- **Data excerpts**
Content starts

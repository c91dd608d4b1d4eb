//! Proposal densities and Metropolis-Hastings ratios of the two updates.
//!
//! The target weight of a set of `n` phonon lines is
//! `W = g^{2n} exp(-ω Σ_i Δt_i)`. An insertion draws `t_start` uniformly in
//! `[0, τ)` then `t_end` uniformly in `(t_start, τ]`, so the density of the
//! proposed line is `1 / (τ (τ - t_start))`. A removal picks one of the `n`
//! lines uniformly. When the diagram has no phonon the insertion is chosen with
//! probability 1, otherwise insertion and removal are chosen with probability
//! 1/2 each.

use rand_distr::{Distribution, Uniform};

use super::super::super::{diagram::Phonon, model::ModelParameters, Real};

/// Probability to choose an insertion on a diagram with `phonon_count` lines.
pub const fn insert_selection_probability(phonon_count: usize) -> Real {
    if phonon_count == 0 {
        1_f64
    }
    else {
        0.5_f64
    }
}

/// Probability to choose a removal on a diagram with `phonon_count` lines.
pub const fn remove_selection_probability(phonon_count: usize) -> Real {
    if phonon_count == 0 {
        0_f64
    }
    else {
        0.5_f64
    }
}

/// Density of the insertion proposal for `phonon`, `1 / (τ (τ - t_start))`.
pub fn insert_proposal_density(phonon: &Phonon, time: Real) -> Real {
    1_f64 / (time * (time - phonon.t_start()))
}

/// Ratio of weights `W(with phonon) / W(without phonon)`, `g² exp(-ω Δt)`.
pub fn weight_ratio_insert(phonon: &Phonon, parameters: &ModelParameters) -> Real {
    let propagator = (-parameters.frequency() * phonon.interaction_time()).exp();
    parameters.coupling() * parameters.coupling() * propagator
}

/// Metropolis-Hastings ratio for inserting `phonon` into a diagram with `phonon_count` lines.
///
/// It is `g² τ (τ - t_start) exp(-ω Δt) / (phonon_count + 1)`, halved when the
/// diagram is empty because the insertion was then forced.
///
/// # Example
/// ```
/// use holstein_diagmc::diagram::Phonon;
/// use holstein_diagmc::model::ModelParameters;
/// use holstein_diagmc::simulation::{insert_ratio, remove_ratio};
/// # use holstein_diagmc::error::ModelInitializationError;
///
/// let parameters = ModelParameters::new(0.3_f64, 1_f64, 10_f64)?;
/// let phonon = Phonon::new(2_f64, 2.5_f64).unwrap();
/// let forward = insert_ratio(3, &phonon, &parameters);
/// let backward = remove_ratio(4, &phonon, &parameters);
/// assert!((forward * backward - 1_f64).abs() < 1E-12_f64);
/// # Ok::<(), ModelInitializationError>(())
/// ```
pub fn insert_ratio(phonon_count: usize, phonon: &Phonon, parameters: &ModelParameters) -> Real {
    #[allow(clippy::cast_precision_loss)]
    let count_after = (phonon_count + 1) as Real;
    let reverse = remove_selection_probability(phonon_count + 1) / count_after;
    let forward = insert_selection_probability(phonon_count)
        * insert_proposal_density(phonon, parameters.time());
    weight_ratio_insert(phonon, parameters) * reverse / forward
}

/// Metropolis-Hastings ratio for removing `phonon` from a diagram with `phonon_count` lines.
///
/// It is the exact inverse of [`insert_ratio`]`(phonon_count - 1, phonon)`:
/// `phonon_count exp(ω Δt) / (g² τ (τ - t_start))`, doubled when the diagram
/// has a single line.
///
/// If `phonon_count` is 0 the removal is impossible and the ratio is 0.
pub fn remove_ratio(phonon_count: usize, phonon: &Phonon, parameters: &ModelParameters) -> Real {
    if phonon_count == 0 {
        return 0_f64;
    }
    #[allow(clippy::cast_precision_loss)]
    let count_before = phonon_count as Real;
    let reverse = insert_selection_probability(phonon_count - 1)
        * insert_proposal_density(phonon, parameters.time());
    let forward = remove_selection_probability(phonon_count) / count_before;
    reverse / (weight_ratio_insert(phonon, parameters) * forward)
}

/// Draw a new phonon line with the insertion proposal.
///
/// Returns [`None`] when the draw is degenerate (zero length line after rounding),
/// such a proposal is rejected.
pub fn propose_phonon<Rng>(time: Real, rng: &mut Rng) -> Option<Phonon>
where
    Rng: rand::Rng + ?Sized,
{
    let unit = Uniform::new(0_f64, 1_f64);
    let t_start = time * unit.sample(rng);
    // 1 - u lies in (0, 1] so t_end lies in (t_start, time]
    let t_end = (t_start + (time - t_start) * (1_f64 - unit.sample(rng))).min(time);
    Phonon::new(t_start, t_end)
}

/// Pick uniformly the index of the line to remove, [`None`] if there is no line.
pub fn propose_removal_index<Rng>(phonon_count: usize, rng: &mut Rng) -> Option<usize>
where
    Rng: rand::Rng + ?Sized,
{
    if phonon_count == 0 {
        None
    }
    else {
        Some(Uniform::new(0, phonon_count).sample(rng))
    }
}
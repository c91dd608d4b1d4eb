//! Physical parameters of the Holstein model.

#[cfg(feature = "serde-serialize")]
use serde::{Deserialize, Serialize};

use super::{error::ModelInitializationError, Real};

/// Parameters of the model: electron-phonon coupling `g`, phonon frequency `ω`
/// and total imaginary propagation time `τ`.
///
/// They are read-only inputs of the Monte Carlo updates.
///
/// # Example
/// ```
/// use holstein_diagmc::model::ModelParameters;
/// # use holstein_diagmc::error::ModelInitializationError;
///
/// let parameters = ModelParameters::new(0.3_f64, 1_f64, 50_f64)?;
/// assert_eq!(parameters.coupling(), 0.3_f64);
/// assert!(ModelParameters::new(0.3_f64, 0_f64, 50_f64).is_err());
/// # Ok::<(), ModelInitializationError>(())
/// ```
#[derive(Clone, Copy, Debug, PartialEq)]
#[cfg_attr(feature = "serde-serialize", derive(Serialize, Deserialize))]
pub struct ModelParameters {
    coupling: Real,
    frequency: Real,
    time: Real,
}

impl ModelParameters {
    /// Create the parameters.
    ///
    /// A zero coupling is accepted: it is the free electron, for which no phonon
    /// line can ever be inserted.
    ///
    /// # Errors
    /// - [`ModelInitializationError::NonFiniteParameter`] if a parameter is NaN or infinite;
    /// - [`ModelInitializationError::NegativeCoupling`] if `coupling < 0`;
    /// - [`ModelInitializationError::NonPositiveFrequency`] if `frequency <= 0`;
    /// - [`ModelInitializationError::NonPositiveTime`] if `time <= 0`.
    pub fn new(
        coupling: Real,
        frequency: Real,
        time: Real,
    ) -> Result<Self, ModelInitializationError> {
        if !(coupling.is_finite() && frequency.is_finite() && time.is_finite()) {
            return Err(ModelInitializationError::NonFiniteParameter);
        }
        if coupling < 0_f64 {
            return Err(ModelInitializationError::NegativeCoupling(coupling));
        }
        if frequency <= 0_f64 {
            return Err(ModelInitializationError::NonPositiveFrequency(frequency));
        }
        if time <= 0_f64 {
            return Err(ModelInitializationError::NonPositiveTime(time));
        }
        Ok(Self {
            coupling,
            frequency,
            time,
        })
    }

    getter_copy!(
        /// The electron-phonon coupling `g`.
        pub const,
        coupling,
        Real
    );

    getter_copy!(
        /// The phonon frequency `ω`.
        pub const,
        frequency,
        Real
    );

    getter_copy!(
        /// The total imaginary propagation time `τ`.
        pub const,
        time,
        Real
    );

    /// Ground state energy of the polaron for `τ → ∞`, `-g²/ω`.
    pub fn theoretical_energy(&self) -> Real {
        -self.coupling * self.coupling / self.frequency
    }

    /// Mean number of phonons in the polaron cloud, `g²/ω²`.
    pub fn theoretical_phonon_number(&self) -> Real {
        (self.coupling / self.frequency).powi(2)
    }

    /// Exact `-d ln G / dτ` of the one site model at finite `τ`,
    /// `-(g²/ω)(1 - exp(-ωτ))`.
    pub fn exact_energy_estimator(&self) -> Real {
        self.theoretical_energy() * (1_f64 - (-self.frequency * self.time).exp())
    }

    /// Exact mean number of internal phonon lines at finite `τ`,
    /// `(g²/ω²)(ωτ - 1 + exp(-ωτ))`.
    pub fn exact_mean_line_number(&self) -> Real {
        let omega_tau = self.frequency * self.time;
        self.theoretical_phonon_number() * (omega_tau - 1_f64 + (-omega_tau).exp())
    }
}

Content ends

- **Exercise details**
Return a copy of each line in the entries that contains "total".

- **Answer section**
/// and total imaginary propagation time `τ`.
        /// The total imaginary propagation time `τ`.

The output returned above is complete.